Para planetas e outros corpos celestes com atmosfera fina ou até mesmo sem atmosfera, essas cascatas acontecem a apenas poucos metros acima da superfície, podendo ser refletida de volta (albedo), aumentando significativamente o ambiente de radiação da superfície e consequentemente os danos à possíveis moléculas orgânicas existentes.
Estamos protegidos da radiação espacial na Terra? Considerações finais
Sim, mas não totalmente. A vida na Terra é protegida parcialmente do impacto das radiações solar e cósmica pelos campos magnéticos que cercam a Terra e nos protegem de ventos solares e raios galácticos cósmicos; pela atmosfera terrestre que bloqueia a radiação ultravioleta danosa e pelos cinturões de Van Allen, que fazem parte dos campos magnéticos. À medida que se afasta das camadas protetoras da Terra, a vida é exposta a todo o espectro de radiação eletromagnética e seus efeitos prejudiciais.

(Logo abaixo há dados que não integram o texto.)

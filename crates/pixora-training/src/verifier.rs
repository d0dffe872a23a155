// SPDX-FileCopyrightText: 2026 Pixora Contributors
// SPDX-License-Identifier: MIT OR Apache-2.0

//! Signature verification for inbound training webhooks.
//!
//! The provider signs `{webhook-id}.{webhook-timestamp}.{raw body}` with
//! HMAC-SHA256. The key is the base64 text after the `whsec_` prefix of the
//! signing secret. `webhook-signature` holds one or more space-separated
//! `v1,<base64 digest>` tokens; any one matching is enough.

use std::time::Duration;

use base64::Engine;
use base64::engine::general_purpose::STANDARD;
use hmac::{Hmac, Mac};
use pixora_core::PixoraError;
use sha2::Sha256;
use subtle::ConstantTimeEq;

type HmacSha256 = Hmac<Sha256>;

const SECRET_PREFIX: &str = "whsec_";

/// The three signature headers of a webhook delivery.
#[derive(Debug, Clone, Default, PartialEq, Eq)]
pub struct WebhookHeaders {
    pub id: String,
    pub timestamp: String,
    pub signature: String,
}

/// Verifies webhook signatures against one signing secret.
#[derive(Clone)]
pub struct WebhookVerifier {
    mac: HmacSha256,
    tolerance: Duration,
}

impl std::fmt::Debug for WebhookVerifier {
    fn fmt(&self, f: &mut std::fmt::Formatter<'_>) -> std::fmt::Result {
        f.debug_struct("WebhookVerifier")
            .field("key", &"[redacted]")
            .field("tolerance", &self.tolerance)
            .finish()
    }
}

impl WebhookVerifier {
    /// Build a verifier from a `whsec_<base64>` secret.
    pub fn new(secret: &str, tolerance: Duration) -> Result<Self, PixoraError> {
        let encoded = secret.strip_prefix(SECRET_PREFIX).ok_or_else(|| {
            PixoraError::Config(format!("webhook signing secret must start with `{SECRET_PREFIX}`"))
        })?;
        let key = STANDARD
            .decode(encoded)
            .map_err(|e| PixoraError::Config(format!("webhook signing secret is not base64: {e}")))?;
        let mac = HmacSha256::new_from_slice(&key)
            .map_err(|e| PixoraError::Config(format!("webhook signing key rejected: {e}")))?;
        Ok(Self { mac, tolerance })
    }

    /// Verify a delivery against the current wall clock.
    pub fn verify(&self, headers: &WebhookHeaders, body: &[u8]) -> Result<(), PixoraError> {
        self.verify_at(headers, body, chrono::Utc::now().timestamp())
    }

    /// Verify a delivery as of `now` (unix seconds).
    pub fn verify_at(
        &self,
        headers: &WebhookHeaders,
        body: &[u8],
        now: i64,
    ) -> Result<(), PixoraError> {
        if headers.id.is_empty() || headers.timestamp.is_empty() || headers.signature.is_empty() {
            return Err(PixoraError::Unauthenticated(
                "missing webhook signature headers".into(),
            ));
        }

        let sent_at: i64 = headers
            .timestamp
            .trim()
            .parse()
            .map_err(|_| PixoraError::Unauthenticated("malformed webhook timestamp".into()))?;
        if now.abs_diff(sent_at) > self.tolerance.as_secs() {
            return Err(PixoraError::Unauthenticated(
                "webhook timestamp outside tolerance".into(),
            ));
        }

        let expected = self.digest(&headers.id, &headers.timestamp, body);
        let matched = headers
            .signature
            .split_whitespace()
            .filter_map(|token| token.split_once(','))
            .filter_map(|(_version, sig)| STANDARD.decode(sig).ok())
            .any(|candidate| bool::from(candidate.as_slice().ct_eq(expected.as_slice())));

        if matched {
            Ok(())
        } else {
            Err(PixoraError::Unauthenticated("invalid webhook signature".into()))
        }
    }

    /// Produce a `v1,<base64>` signature token for a delivery.
    pub fn sign(&self, id: &str, timestamp: &str, body: &[u8]) -> String {
        format!("v1,{}", STANDARD.encode(self.digest(id, timestamp, body)))
    }

    fn digest(&self, id: &str, timestamp: &str, body: &[u8]) -> Vec<u8> {
        let mut mac = self.mac.clone();
        mac.update(id.as_bytes());
        mac.update(b".");
        mac.update(timestamp.as_bytes());
        mac.update(b".");
        mac.update(body);
        mac.finalize().into_bytes().to_vec()
    }
}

O nosso planeta adquiriu condições ideais de habitabilidade ao longo de bilhões de anos, que permitiram a prosperidade e manutenção das formas de vida que conhecemos hoje. A presença da atmosfera também desempenha outras funções importantes para a manutenção da vida como manter a temperatura média do planeta (evita grandes amplitudes térmicas entre o dia e a noite e mantém o estado líquido da água) e aquecer a superfície por meio da retenção de calor (efeito estufa).
O planeta Marte pode ter tido condições ideais para sustentar formas de vida em seu passado, quando apresentava um campo magnético que sustentava uma atmosfera muito mais densa do que a atual, e um provável oceano de água líquida. Evidências semelhantes a leitos de rios secos e minerais que só se formam na presença de água líquida indicam que o antigo clima marciano era muito diferente, quente o suficiente para a água fluir na superfície por longos períodos. A água líquida não é mais estável na superfície de Marte hoje porque a atmosfera agora é muito fria e fina para suportá-la, já que parte da mesma foi varrida por ventos solares e radiação espacial, de um sol primitivo e mais intenso, e seu oceano foi perdido para o espaço.

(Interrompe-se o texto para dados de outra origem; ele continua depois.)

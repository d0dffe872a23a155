// SPDX-FileCopyrightText: 2026 Pixora Contributors
// SPDX-License-Identifier: MIT OR Apache-2.0

//! Object storage adapter trait (training archives, generated images).

use async_trait::async_trait;

use crate::error::PixoraError;
use crate::traits::adapter::PluginAdapter;

/// Adapter for bucket-based object storage.
#[async_trait]
pub trait ObjectStorage: PluginAdapter {
    /// Issues a time-limited download URL for `path` inside `bucket`.
    async fn create_signed_url(
        &self,
        bucket: &str,
        path: &str,
        expires_in_secs: u64,
    ) -> Result<String, PixoraError>;

    /// Stores `bytes` at `path` inside `bucket`. Fails if the object exists.
    async fn upload(
        &self,
        bucket: &str,
        path: &str,
        bytes: Vec<u8>,
        content_type: &str,
    ) -> Result<(), PixoraError>;

    /// Removes objects. Removing an object that is already gone is not an error.
    async fn remove(&self, bucket: &str, paths: &[String]) -> Result<(), PixoraError>;
}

Por todos essas diversos papéis da radiação espacial em processos astrofísicos e interação com superfícies planetárias que podem afetar diretamente as formas de vida que conhecemos (e as que podem já ter surgido em algum momento pelo Sistema Solar), estudar as implicações da radiação na astrobiologia e exploração espacial pode nos ajudar a chegar cada vez mais perto de desvendar questões sobre o início da vida, como ela pode estar lidando ou ter lidado com o ambiente extraterrestre e principalmente a aprimorar estratégias de proteção para avanços na exploração com viagens tripuladas.